Executive Function Treatment

Executive Functioning Skills are the underlying skills we need to carry through day to day tasks.  A child who has an executive functioning disorder may be very bright, and usually does well in school in the early elementary grades.  As the demands for school increase, however, a child with Executive Functioning difficulties will not have the stamina or organization to keep up with the work, resulting in increased frustration and decreased participation in school.

 

Executive functioning skills include

  • Impulse Control: knowing when to turn yourself off.  For example, you want to to grab a cupcake, but you know you shouldn’t.
  • Emotional Control: when you don’t get your way, you know not to have a tantrum; if you get a low test score, you calmly approach your teacher for extra help
  • Flexible Thinking: being able to deal with changes to the day.

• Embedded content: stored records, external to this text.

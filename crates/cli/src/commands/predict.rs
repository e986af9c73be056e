//! Classification and forecast commands

use anyhow::{Context, Result};
use colored::Colorize;
use serde_json::Value;
use std::path::Path;
use tabled::{settings::Style, Table, Tabled};

use crate::client::{ApiClient, ForecastRequest, ForecastResponse, PredictRequest, PredictResponse};
use crate::output::{
    color_action, color_confidence, color_label, format_duration, print_info, print_json,
    print_success, OutputFormat,
};

#[derive(Tabled)]
struct ReadingRow {
    #[tabled(rename = "Sensor")]
    sensor: &'static str,
    #[tabled(rename = "Value")]
    value: String,
}

fn sensor_table(ph: f64, turbidity: f64, temperature: f64) -> String {
    let rows = vec![
        ReadingRow {
            sensor: "pH",
            value: format!("{:.2}", ph),
        },
        ReadingRow {
            sensor: "Turbidity",
            value: format!("{:.1} NTU", turbidity),
        },
        ReadingRow {
            sensor: "Temperature",
            value: format!("{:.1} °C", temperature),
        },
    ];
    Table::new(rows).with(Style::rounded()).to_string()
}

/// Classify one reading
pub async fn classify(
    client: &ApiClient,
    ph: f64,
    turbidity: f64,
    temperature: f64,
    format: OutputFormat,
) -> Result<()> {
    let request = PredictRequest {
        ph,
        turbidity,
        temperature,
    };
    let result: PredictResponse = client.post("predict", &request).await?;

    match format {
        OutputFormat::Json => print_json(&result)?,
        OutputFormat::Table => {
            println!("{}", "Water Quality".bold());
            println!("{}", "=".repeat(50));
            println!(
                "{}",
                sensor_table(
                    result.details.ph,
                    result.details.turbidity,
                    result.details.temperature
                )
            );
            println!();
            println!(
                "Quality:         {} (class {})",
                color_label(&result.water_quality_label),
                result.water_quality_class
            );
            println!("Confidence:      {}", color_confidence(result.confidence));
            println!("Stress score:    {:.3}", result.details.stress_score);
            println!();

            if result.recommend == "PUMP_ON" {
                print_success(&format!(
                    "{} for {}",
                    color_action(&result.recommend),
                    format_duration(result.duration)
                ));
            } else {
                print_info(&color_action(&result.recommend));
            }
        }
    }

    Ok(())
}

/// Request a forecast from the current reading and/or history
pub async fn forecast(
    client: &ApiClient,
    request: &ForecastRequest,
    format: OutputFormat,
) -> Result<()> {
    let result: ForecastResponse = client.post("forecast", request).await?;

    match format {
        OutputFormat::Json => print_json(&result)?,
        OutputFormat::Table => {
            println!(
                "{}",
                format!("Forecast (+{} min)", result.horizon_minutes).bold()
            );
            println!("{}", "=".repeat(50));
            println!(
                "{}",
                sensor_table(result.ph, result.turbidity, result.temperature)
            );
            if let Some(history) = &request.history {
                println!("\nBased on {} history rows", history.len());
            }
        }
    }

    Ok(())
}

/// Read history rows from a JSON file: either an array or `{"history": [...]}`
pub fn load_history(path: &Path) -> Result<Vec<Value>> {
    let raw = std::fs::read_to_string(path)
        .with_context(|| format!("Failed to read history file {:?}", path))?;
    let value: Value = serde_json::from_str(&raw)
        .with_context(|| format!("History file {:?} is not valid JSON", path))?;

    let rows = match value {
        Value::Array(rows) => rows,
        Value::Object(mut object) => match object.remove("history") {
            Some(Value::Array(rows)) => rows,
            _ => anyhow::bail!("History file {:?} has no \"history\" array", path),
        },
        _ => anyhow::bail!("History file {:?} must contain an array of readings", path),
    };

    if let Some(i) = rows.iter().position(|row| !row.is_object()) {
        anyhow::bail!("History row {} in {:?} is not an object", i, path);
    }
    Ok(rows)
}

For example, you have art instead of gym today.
  • Working Memory: the ability to hold on to information until you need it later on.  This skill is necessary to follow directions in the classroom and to be a successful reader.
  • Self-Monitoring: being able to check over your own performance; edit and revise
  • Planning and Prioritizing: when faced with several homework assignments, you are able to figure out the order to do the tasks and how much time to devote to each one. This can also be applied to the ability to organize and plan writing assignments
  • Task Initiation: the ability to start an assignment or task
  • Organization: knowing how to organize your backpack/desk/room/writing assignments

Intervention for students with executive functioning deficits begins with a comprehensive assessment to determine areas of strength and weakness.  From this profile, the student and clinician set goals and make a plan that can easily be applied to the child’s school work.  Sessions may include making organization checklists for a backpack, improving working memory skills, or learning how to use a “formula” to tackle writing assignments.

Some students may also benefit from small group work, to aid with developing emotional control, impulse control, and flexible thinking in a group of peers.